A widespread Samba vulnerability has raised the possibility of attacks similar to WannaCry hitting Linux and Unix systems, but mitigation options are available.
Researchers warn that many Linux and Unix systems contain a Samba vulnerability that could eventually lead to attacks similar to WannaCry or worse, if IT pros don’t remediate quickly.
According to the Samba security advisory, the vulnerability (CVE-2017-7494) affects versions 3.5 (released March 1, 2010) and newer. The Samba vulnerability is remotely exploitable and could allow “a malicious client to upload a shared library to a writable share, and then cause the server to load and execute it.”

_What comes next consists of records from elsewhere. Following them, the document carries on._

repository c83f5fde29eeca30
fn main() {
    if let Err(err) = tabload::run() {
        eprintln!("error: {err:#}");
        std::process::exit(1);
    }
}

Nick Bilogorskiy, senior director of threat operations at Cyphort, said although there are no active exploits in the wild, the damage from this Samba vulnerability could be steep.
Research from Rapid7 Labs said attacks on this Samba vulnerability could come over the same port 445 used to access SMB on Windows machines, but port 139 could also expose endpoints to attack. Rapid7 suggested “organizations should review their firewall rules to ensure that SMB/Samba network traffic is not allowed directly from the internet to their assets.”
A patch has been released and the Samba advisory also noted a potential workaround for those who can’t patch right away. Samba said adding the argument “nt pipe support = no” to the global section of the Samba configuration file will mitigate the threat, but could have the added consequence of disabling “some expected functionality for Windows clients.”